//! Fatigue feedback, constraint and result records.

use serde::{Deserialize, Serialize};

/// Post-session feedback for one muscle.
///
/// Ratings are small integers (0-3 in the usual questionnaire). `perf_change`
/// is negative when performance dropped since the last session.
#[derive(Debug, Clone, Copy, Default, PartialEq, Serialize, Deserialize)]
#[serde(rename_all = "camelCase", default)]
pub struct FatigueFeedback {
    pub soreness: u8,
    pub joint_ache: u8,
    pub perf_change: i8,
    pub pump: u8,
    pub disruption: u8,
    /// Load used last session, compared against the muscle's baseline
    pub last_load: Option<f64>,
}

/// Breakdown behind a high-fatigue verdict.
#[derive(Debug, Clone, Copy, PartialEq, Serialize, Deserialize)]
#[serde(rename_all = "camelCase")]
pub struct FatigueAssessment {
    pub fatigue: u32,
    pub stimulus: u32,
    /// Stimulus-to-fatigue ratio
    pub sfr: f64,
    pub strength_drop: bool,
    pub high_fatigue: bool,
}

/// Training experience.
#[derive(Debug, Clone, Copy, Default, PartialEq, Eq, Serialize, Deserialize)]
#[serde(rename_all = "snake_case")]
pub enum TrainingAge {
    Beginner,
    #[default]
    Intermediate,
    Advanced,
}

impl TrainingAge {
    /// Sessions per week considered sensible for this experience level.
    pub fn frequency_range(self) -> (u32, u32) {
        match self {
            TrainingAge::Beginner => (2, 3),
            TrainingAge::Intermediate => (2, 4),
            TrainingAge::Advanced => (3, 5),
        }
    }
}

impl std::fmt::Display for TrainingAge {
    fn fmt(&self, f: &mut std::fmt::Formatter<'_>) -> std::fmt::Result {
        match self {
            TrainingAge::Beginner => write!(f, "beginner"),
            TrainingAge::Intermediate => write!(f, "intermediate"),
            TrainingAge::Advanced => write!(f, "advanced"),
        }
    }
}

impl std::str::FromStr for TrainingAge {
    type Err = String;

    fn from_str(s: &str) -> Result<Self, Self::Err> {
        match s.to_ascii_lowercase().as_str() {
            "beginner" => Ok(TrainingAge::Beginner),
            "intermediate" => Ok(TrainingAge::Intermediate),
            "advanced" => Ok(TrainingAge::Advanced),
            other => Err(format!("unknown training age: {}", other)),
        }
    }
}

/// How quickly the trainee recovers.
#[derive(Debug, Clone, Copy, Default, PartialEq, Eq, Serialize, Deserialize)]
#[serde(rename_all = "snake_case")]
pub enum RecoveryCapacity {
    Low,
    #[default]
    Normal,
    High,
}

impl RecoveryCapacity {
    pub fn multiplier(self) -> f64 {
        match self {
            RecoveryCapacity::Low => 0.8,
            RecoveryCapacity::Normal => 1.0,
            RecoveryCapacity::High => 1.2,
        }
    }
}

impl std::fmt::Display for RecoveryCapacity {
    fn fmt(&self, f: &mut std::fmt::Formatter<'_>) -> std::fmt::Result {
        match self {
            RecoveryCapacity::Low => write!(f, "low"),
            RecoveryCapacity::Normal => write!(f, "normal"),
            RecoveryCapacity::High => write!(f, "high"),
        }
    }
}

impl std::str::FromStr for RecoveryCapacity {
    type Err = String;

    fn from_str(s: &str) -> Result<Self, Self::Err> {
        match s.to_ascii_lowercase().as_str() {
            "low" => Ok(RecoveryCapacity::Low),
            "normal" => Ok(RecoveryCapacity::Normal),
            "high" => Ok(RecoveryCapacity::High),
            other => Err(format!("unknown recovery capacity: {}", other)),
        }
    }
}

/// Scheduling constraints for a frequency recommendation.
#[derive(Debug, Clone, Copy, PartialEq, Eq, Serialize, Deserialize)]
#[serde(rename_all = "camelCase", default)]
pub struct FrequencyConstraints {
    pub available_days: u32,
    /// Weekly sets to plan for; the muscle's current week when unset
    pub current_volume: Option<u32>,
    pub recovery_capacity: RecoveryCapacity,
    pub training_age: TrainingAge,
}

impl Default for FrequencyConstraints {
    fn default() -> Self {
        Self {
            available_days: 6,
            current_volume: None,
            recovery_capacity: RecoveryCapacity::Normal,
            training_age: TrainingAge::Intermediate,
        }
    }
}

/// One step either side of the recommended frequency.
#[derive(Debug, Clone, Copy, PartialEq, Eq, Serialize, Deserialize)]
pub struct FrequencyAlternatives {
    pub conservative: u32,
    pub aggressive: u32,
}

/// Sessions per week for one muscle.
#[derive(Debug, Clone, PartialEq, Eq, Serialize, Deserialize)]
#[serde(rename_all = "camelCase")]
pub struct FrequencyRecommendation {
    pub muscle: String,
    pub recommended_frequency: u32,
    pub sets_per_session: u32,
    pub total_volume: u32,
    pub reasoning: Vec<String>,
    pub alternatives: FrequencyAlternatives,
}

/// Frequency change suggested by recovery timing.
#[derive(Debug, Clone, Copy, PartialEq, Eq, Serialize, Deserialize)]
#[serde(rename_all = "snake_case")]
pub enum FrequencyAction {
    IncreaseFrequency,
    DecreaseFrequency,
    Maintain,
    ImproveRecovery,
}

#[derive(Debug, Clone, Copy, PartialEq, Eq, Serialize, Deserialize)]
#[serde(rename_all = "snake_case")]
pub enum Urgency {
    Low,
    Normal,
    Medium,
    High,
}

/// Recovery time compared with the gap between sessions.
#[derive(Debug, Clone, PartialEq, Serialize, Deserialize)]
#[serde(rename_all = "camelCase")]
pub struct FrequencyAnalysis {
    pub soreness_recovery_days: f64,
    pub session_gap: f64,
    /// Rounded to two decimals
    pub recovery_ratio: f64,
    pub recommendation: String,
    pub action: FrequencyAction,
    pub frequency_adjustment: i32,
    pub urgency: Urgency,
    pub muscle: Option<String>,
}

#[derive(Debug, Clone, Copy, Default, PartialEq, Eq, Serialize, Deserialize)]
#[serde(rename_all = "snake_case")]
pub enum RecoveryType {
    #[default]
    Volume,
    Deload,
}

/// Inputs for planning a recovery session.
#[derive(Debug, Clone, Copy, PartialEq, Serialize, Deserialize)]
#[serde(rename_all = "camelCase", default)]
pub struct RecoveryOptions {
    pub has_illness: bool,
    pub soreness_level: u8,
    #[serde(rename = "lastSessionRIR")]
    pub last_session_rir: f64,
    pub recovery_type: RecoveryType,
}

impl Default for RecoveryOptions {
    fn default() -> Self {
        Self {
            has_illness: false,
            soreness_level: 2,
            last_session_rir: 0.0,
            recovery_type: RecoveryType::Volume,
        }
    }
}

/// A lighter session for a muscle that needs recovery.
#[derive(Debug, Clone, PartialEq, Eq, Serialize, Deserialize)]
#[serde(rename_all = "camelCase")]
pub struct RecoveryPlan {
    pub muscle: String,
    pub recovery_type: RecoveryType,
    pub sets: u32,
    pub intensity: String,
    #[serde(rename = "rirTarget")]
    pub rir_target: String,
    pub duration: String,
    pub notes: Vec<String>,
}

+ + + +

▶ Directions: The full listing above should be restated word for word.

▶ Result:
//! Fatigue feedback, constraint and result records.

use serde::{Deserialize, Serialize};

/// Post-session feedback for one muscle.
///
/// Ratings are small integers (0-3 in the usual questionnaire). `perf_change`
/// is negative when performance dropped since the last session.
#[derive(Debug, Clone, Copy, Default, PartialEq, Serialize, Deserialize)]
#[serde(rename_all = "camelCase", default)]
pub struct FatigueFeedback {
    pub soreness: u8,
    pub joint_ache: u8,
    pub perf_change: i8,
    pub pump: u8,
    pub disruption: u8,
    /// Load used last session, compared against the muscle's baseline
    pub last_load: Option<f64>,
}

/// Breakdown behind a high-fatigue verdict.
#[derive(Debug, Clone, Copy, PartialEq, Serialize, Deserialize)]
#[serde(rename_all = "camelCase")]
pub struct FatigueAssessment {
    pub fatigue: u32,
    pub stimulus: u32,
    /// Stimulus-to-fatigue ratio
    pub sfr: f64,
    pub strength_drop: bool,
    pub high_fatigue: bool,
}

/// Training experience.
#[derive(Debug, Clone, Copy, Default, PartialEq, Eq, Serialize, Deserialize)]
#[serde(rename_all = "snake_case")]
pub enum TrainingAge {
    Beginner,
    #[default]
    Intermediate,
    Advanced,
}

impl TrainingAge {
    /// Sessions per week considered sensible for this experience level.
    pub fn frequency_range(self) -> (u32, u32) {
        match self {
            TrainingAge::Beginner => (2, 3),
            TrainingAge::Intermediate => (2, 4),
            TrainingAge::Advanced => (3, 5),
        }
    }
}

impl std::fmt::Display for TrainingAge {
    fn fmt(&self, f: &mut std::fmt::Formatter<'_>) -> std::fmt::Result {
        match self {
            TrainingAge::Beginner => write!(f, "beginner"),
            TrainingAge::Intermediate => write!(f, "intermediate"),
            TrainingAge::Advanced => write!(f, "advanced"),
        }
    }
}

impl std::str::FromStr for TrainingAge {
    type Err = String;

    fn from_str(s: &str) -> Result<Self, Self::Err> {
        match s.to_ascii_lowercase().as_str() {
            "beginner" => Ok(TrainingAge::Beginner),
            "intermediate" => Ok(TrainingAge::Intermediate),
            "advanced" => Ok(TrainingAge::Advanced),
            other => Err(format!("unknown training age: {}", other)),
        }
    }
}

/// How quickly the trainee recovers.
#[derive(Debug, Clone, Copy, Default, PartialEq, Eq, Serialize, Deserialize)]
#[serde(rename_all = "snake_case")]
pub enum RecoveryCapacity {
    Low,
    #[default]
    Normal,
    High,
}

impl RecoveryCapacity {
    pub fn multiplier(self) -> f64 {
        match self {
            RecoveryCapacity::Low => 0.8,
            RecoveryCapacity::Normal => 1.0,
            RecoveryCapacity::High => 1.2,
        }
    }
}

impl std::fmt::Display for RecoveryCapacity {
    fn fmt(&self, f: &mut std::fmt::Formatter<'_>) -> std::fmt::Result {
        match self {
            RecoveryCapacity::Low => write!(f, "low"),
            RecoveryCapacity::Normal => write!(f, "normal"),
            RecoveryCapacity::High => write!(f, "high"),
        }
    }
}

impl std::str::FromStr for RecoveryCapacity {
    type Err = String;

    fn from_str(s: &str) -> Result<Self, Self::Err> {
        match s.to_ascii_lowercase().as_str() {
            "low" => Ok(RecoveryCapacity::Low),
            "normal" => Ok(RecoveryCapacity::Normal),
            "high" => Ok(RecoveryCapacity::High),
            other => Err(format!("unknown recovery capacity: {}", other)),
        }
    }
}

/// Scheduling constraints for a frequency recommendation.
#[derive(Debug, Clone, Copy, PartialEq, Eq, Serialize, Deserialize)]
#[serde(rename_all = "camelCase", default)]
pub struct FrequencyConstraints {
    pub available_days: u32,
    /// Weekly sets to plan for; the muscle's current week when unset
    pub current_volume: Option<u32>,
    pub recovery_capacity: RecoveryCapacity,
    pub training_age: TrainingAge,
}

impl Default for FrequencyConstraints {
    fn default() -> Self {
        Self {
            available_days: 6,
            current_volume: None,
            recovery_capacity: RecoveryCapacity::Normal,
            training_age: TrainingAge::Intermediate,
        }
    }
}

/// One step either side of the recommended frequency.
#[derive(Debug, Clone, Copy, PartialEq, Eq, Serialize, Deserialize)]
pub struct FrequencyAlternatives {
    pub conservative: u32,
    pub aggressive: u32,
}

/// Sessions per week for one muscle.
#[derive(Debug, Clone, PartialEq, Eq, Serialize, Deserialize)]
#[serde(rename_all = "camelCase")]
pub struct FrequencyRecommendation {
    pub muscle: String,
    pub recommended_frequency: u32,
    pub sets_per_session: u32,
    pub total_volume: u32,
    pub reasoning: Vec<String>,
    pub alternatives: FrequencyAlternatives,
}

/// Frequency change suggested by recovery timing.
#[derive(Debug, Clone, Copy, PartialEq, Eq, Serialize, Deserialize)]
#[serde(rename_all = "snake_case")]
pub enum FrequencyAction {
    IncreaseFrequency,
    DecreaseFrequency,
    Maintain,
    ImproveRecovery,
}

#[derive(Debug, Clone, Copy, PartialEq, Eq, Serialize, Deserialize)]
#[serde(rename_all = "snake_case")]
pub enum Urgency {
    Low,
    Normal,
    Medium,
    High,
}

/// Recovery time compared with the gap between sessions.
#[derive(Debug, Clone, PartialEq, Serialize, Deserialize)]
#[serde(rename_all = "camelCase")]
pub struct FrequencyAnalysis {
    pub soreness_recovery_days: f64,
    pub session_gap: f64,
    /// Rounded to two decimals
    pub recovery_ratio: f64,
    pub recommendation: String,
    pub action: FrequencyAction,
    pub frequency_adjustment: i32,
    pub urgency: Urgency,
    pub muscle: Option<String>,
}

#[derive(Debug, Clone, Copy, Default, PartialEq, Eq, Serialize, Deserialize)]
#[serde(rename_all = "snake_case")]
pub enum RecoveryType {
    #[default]
    Volume,
    Deload,
}

/// Inputs for planning a recovery session.
#[derive(Debug, Clone, Copy, PartialEq, Serialize, Deserialize)]
#[serde(rename_all = "camelCase", default)]
pub struct RecoveryOptions {
    pub has_illness: bool,
    pub soreness_level: u8,
    #[serde(rename = "lastSessionRIR")]
    pub last_session_rir: f64,
    pub recovery_type: RecoveryType,
}

impl Default for RecoveryOptions {
    fn default() -> Self {
        Self {
            has_illness: false,
            soreness_level: 2,
            last_session_rir: 0.0,
            recovery_type: RecoveryType::Volume,
        }
    }
}

/// A lighter session for a muscle that needs recovery.
#[derive(Debug, Clone, PartialEq, Eq, Serialize, Deserialize)]
#[serde(rename_all = "camelCase")]
pub struct RecoveryPlan {
    pub muscle: String,
    pub recovery_type: RecoveryType,
    pub sets: u32,
    pub intensity: String,
    #[serde(rename = "rirTarget")]
    pub rir_target: String,
    pub duration: String,
    pub notes: Vec<String>,
}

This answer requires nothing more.